At the same time, he contends that some evidence has demonstrated unintended consequences of implementing these programs. For example, three studies showed an increase in heroin overdose deaths after PDMPs had been implemented.
Likewise, a 2017 study by University of Pennsylvania and Pennsylvania State University researchers— published in the American Journal of Managed Care—found that PDMPs do not drive down opioid overdose death rates, but might have the unintended consequence of adding to them by driving users to black market drugs like fentanyl and heroin.
“PDMPs were not associated with reductions in drug overdose mortality rates and may be related to increased mortality from illicit drugs and other, unspecified drugs,” concluded the authors of the Penn-Penn State study. “More comprehensive and prevention-oriented approaches may be needed to effectively reduce drug overdose deaths and avoid fatal overdoses from other drugs used as substitutes for prescription opioids.”

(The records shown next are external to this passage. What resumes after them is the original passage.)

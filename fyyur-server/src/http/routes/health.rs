//! Service index and health check

use std::sync::Arc;

use axum::{extract::State, http::StatusCode, routing::get, Json, Router};
use serde::Serialize;

use crate::http::server::AppState;

/// Health check response
#[derive(Serialize)]
pub struct HealthResponse {
    pub status: &'static str,
    pub version: &'static str,
    pub database: &'static str,
}

/// Index response
#[derive(Serialize)]
pub struct IndexResponse {
    pub service: &'static str,
    pub version: &'static str,
    pub resources: [&'static str; 4],
}

/// GET /
async fn index() -> Json<IndexResponse> {
    Json(IndexResponse {
        service: "fyyur",
        version: env!("CARGO_PKG_VERSION"),
        resources: ["/venues", "/artists", "/shows", "/genres"],
    })
}

/// GET /health - 503 when the database does not answer
async fn health(State(state): State<Arc<AppState>>) -> (StatusCode, Json<HealthResponse>) {
    let database_ok = sqlx::query_scalar::<_, i64>("SELECT 1")
        .fetch_one(&state.pool)
        .await
        .map_err(|e| tracing::warn!("health check query failed: {}", e))
        .is_ok();

    let (code, status, database) = if database_ok {
        (StatusCode::OK, "ok", "ok")
    } else {
        (StatusCode::SERVICE_UNAVAILABLE, "degraded", "unreachable")
    };

    (
        code,
        Json(HealthResponse {
            status,
            version: env!("CARGO_PKG_VERSION"),
            database,
        }),
    )
}

/// Index and health routes
pub fn router() -> Router<Arc<AppState>> {
    Router::new()
        .route("/", get(index))
        .route("/health", get(health))
}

Last year, a paper by a Purdue University researcher discovered that while PDMPs drove down the prescription rate of oxycodone, they significantly drove up the rate of heroin use.
“It is crucial to determine if these programs are helping to reduce opioid overdose,” Fink says. “So far, the definitive conclusion we can draw from our evaluation is that the evidence is insufficient and that much more research is needed to identify a set of ‘best practices.’”
According to Fink, if population health is the focus, researchers need to understand all effects of PDMPs, including increased rates of fentanyl- and heroin-related overdose.